Sound cool?  I think so. But there are some “catches”:

1. It’s still going to be work. You’re only going to get out of it what you put into it.  I’m right there with you, but I can’t (and wouldn’t) do the work for you.

2. There’s a cost.  I’m not doing it for free, since it’s a real time commitment on my part. To do this I have to axe other things I do for free (and yes, I’m still planning to finish the Myth book by the end of September) and don’t do for free on the side.  I’d just rather do this in lieu of the latter, if there is enough interest. The cost is going to be about 10% of what you’d pay at any college, university, or seminary for a year-long course.

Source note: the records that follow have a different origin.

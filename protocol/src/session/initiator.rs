//! # Initiator
//!
//! Verifier side of a tap. [`Initiator::verify_tag`] runs the whole exchange
//! against one tag and reports what it saw:
//!
//! 1. connect, bound every frame by the transceive timeout
//! 2. SELECT our application
//! 3. GET_TICKET_META for the ticket ID and the holder's public key
//! 4. build a challenge from the current time and position, reduced mod `q`
//! 5. CHALLENGE, then check the returned `(S, R)` against the scanned key
//!
//! The transport is closed on every exit path. Only the key scanned in this
//! tap is checked; registered keys held elsewhere are not consulted.

use std::sync::atomic::{AtomicBool, Ordering};
use std::sync::Arc;
use std::time::Duration;

use chrono::Utc;
use tracing::{debug, info, warn};

use super::error::SessionError;
use super::transport::{ConnectionGuard, Tag};
use crate::config::TRANSCEIVE_TIMEOUT;
use crate::crypto::{compute_challenge, reduce_challenge, verify_signature, GroupParameters};
use crate::ticket::{Position, VerificationResult};
use crate::wire::{decode_signature, split_status, Command, TicketMeta};

// ---------------------------------------------------------------------------
// Position
// ---------------------------------------------------------------------------

/// Where the verifier currently is.
pub trait PositionSource: Send + Sync {
    /// Current position.
    fn current(&self) -> Position;
}

/// A position that never changes.
#[derive(Clone, Copy, Debug, Default)]
pub struct FixedPosition(pub Position);

impl PositionSource for FixedPosition {
    fn current(&self) -> Position {
        self.0
    }
}

// ---------------------------------------------------------------------------
// Initiator
// ---------------------------------------------------------------------------

/// Verifier-side protocol driver. Holds no per-tap state.
pub struct Initiator {
    params: GroupParameters,
    position: Arc<dyn PositionSource>,
    timeout: Duration,
}

impl Initiator {
    /// Initiator over the production group.
    pub fn new(position: Arc<dyn PositionSource>) -> Self {
        Self::with_params(GroupParameters::rfc3526().clone(), position)
    }

    /// Initiator over an explicit group.
    pub fn with_params(params: GroupParameters, position: Arc<dyn PositionSource>) -> Self {
        Self {
            params,
            position,
            timeout: TRANSCEIVE_TIMEOUT,
        }
    }

    /// Override the per-frame timeout.
    pub fn with_timeout(mut self, timeout: Duration) -> Self {
        self.timeout = timeout;
        self
    }

    /// Per-frame timeout.
    pub fn timeout(&self) -> Duration {
        self.timeout
    }

    /// Run one full exchange with `tag`.
    ///
    /// A holder whose signature does not check out yields
    /// `Ok(VerificationResult { is_valid: false, .. })`.
    ///
    /// # Errors
    ///
    /// - [`SessionError::TransportUnavailable`] if the tag offers no transport.
    /// - [`SessionError::Transport`] / [`SessionError::Timeout`] on link failure.
    /// - [`SessionError::ProtocolError`] if the holder refuses a step or
    ///   answers with something undecodable.
    pub fn verify_tag(&self, tag: &dyn Tag) -> Result<VerificationResult, SessionError> {
        let transport = tag.transport().ok_or(SessionError::TransportUnavailable)?;
        debug!(tag = %hex::encode(tag.id()), "tag discovered");

        let mut link = ConnectionGuard::new(transport);
        link.open(self.timeout)?;

        let response = link.transceive(&Command::select().encode())?;
        split_status(&response).map_err(|e| step_failed("SELECT", e))?;

        let response = link.transceive(&Command::GetTicketMeta.encode())?;
        let meta = TicketMeta::decode(&response).map_err(|e| step_failed("GET_TICKET_META", e))?;
        debug!(ticket_id = %meta.ticket_id, "ticket meta received");

        let timestamp = Utc::now().timestamp_millis();
        let location = self.position.current();
        let challenge = reduce_challenge(
            &self.params,
            &compute_challenge(timestamp, location.latitude, location.longitude),
        );

        let response = link.transceive(&Command::challenge(&challenge)?.encode())?;
        let signature = decode_signature(&response).map_err(|e| step_failed("CHALLENGE", e))?;

        let is_valid = verify_signature(&self.params, &meta.public_key, &challenge, &signature);
        if is_valid {
            info!(ticket_id = %meta.ticket_id, "ticket verified");
        } else {
            warn!(ticket_id = %meta.ticket_id, "ticket signature rejected");
        }

        Ok(VerificationResult {
            ticket_id: meta.ticket_id,
            is_valid,
            challenge: challenge.to_str_radix(16),
            timestamp,
            location,
            matched_key: is_valid.then(|| meta.public_key.to_str_radix(16)),
        })
    }
}

fn step_failed(step: &str, error: impl std::fmt::Display) -> SessionError {
    SessionError::ProtocolError(format!("{step} failed: {error}"))
}

// ---------------------------------------------------------------------------
// Reader mode
// ---------------------------------------------------------------------------

/// Gate in front of an [`Initiator`] that the UI turns on and off.
///
/// Disabling only flips a flag. A tap already in flight runs on until its
/// next frame times out; its transport is still closed.
pub struct ReaderMode {
    initiator: Initiator,
    enabled: AtomicBool,
}

impl ReaderMode {
    /// Reader mode around `initiator`, initially disabled.
    pub fn new(initiator: Initiator) -> Self {
        Self {
            initiator,
            enabled: AtomicBool::new(false),
        }
    }

    /// Start handling discovered tags.
    pub fn enable(&self) {
        self.enabled.store(true, Ordering::SeqCst);
        debug!("reader mode enabled");
    }

    /// Stop handling discovered tags.
    pub fn disable(&self) {
        self.enabled.store(false, Ordering::SeqCst);
        debug!("reader mode disabled");
    }

    /// Whether tags are being handled.
    pub fn is_enabled(&self) -> bool {
        self.enabled.load(Ordering::SeqCst)
    }

    /// Verify `tag` if enabled.
    ///
    /// # Errors
    ///
    /// [`SessionError::ReaderDisabled`] while disabled, otherwise whatever
    /// [`Initiator::verify_tag`] returns.
    pub fn read(&self, tag: &dyn Tag) -> Result<VerificationResult, SessionError> {
        if !self.is_enabled() {
            return Err(SessionError::ReaderDisabled);
        }
        self.initiator.verify_tag(tag)
    }

    /// Platform callback for a discovered tag. Exactly one of the callbacks
    /// runs, unless reader mode is off, in which case the tag is ignored.
    /// Returns whether the tag was handled.
    pub fn on_tag_discovered(
        &self,
        tag: &dyn Tag,
        on_result: impl FnOnce(VerificationResult),
        on_error: impl FnOnce(SessionError),
    ) -> bool {
        match self.read(tag) {
            Ok(result) => on_result(result),
            Err(SessionError::ReaderDisabled) => {
                debug!("tag ignored, reader mode disabled");
                return false;
            }
            Err(e) => {
                warn!(error = %e, "tap failed");
                on_error(e);
            }
        }
        true
    }
}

3. There’s a schedule. The courses are slated to begin on October 4 and have to be prepaid.  I am setting a limit at 15 people, and a minimum of 5 people.  If I don’t get five people to sign up, I won’t do the course (and you’ll get a refund).  If you aren’t in the 5-15 who sign up by October 4, you won’t get in.  You’ll have to wait for the next module (if there is one).  Once the courses start, they will move along in two week increments. Within those two weeks, you work according to your own schedule and convenience.

But wait, there’s more!  (Sorry, I just wanted to say that).

Well, I guess there really is more. Here are the course syllabi (Hebrew; Greek) that people who sign up will get upon payment.  Here is the link on my main website to sign up for the course. I’m administering this through E-Junkie; those who have bought a paper or subscribed to my newsletter know the system. I’ll remove the product link after October 4. Note that if you sign up for both there’s a big discount.

I’ll be sending this announcement out to my email lists, but I wanted to give blog readers the news first. So, the clock is ticking. You have seven weeks, so tell your friends (and maybe some enemies). We’ll see if I can get five people to take the plunge with me.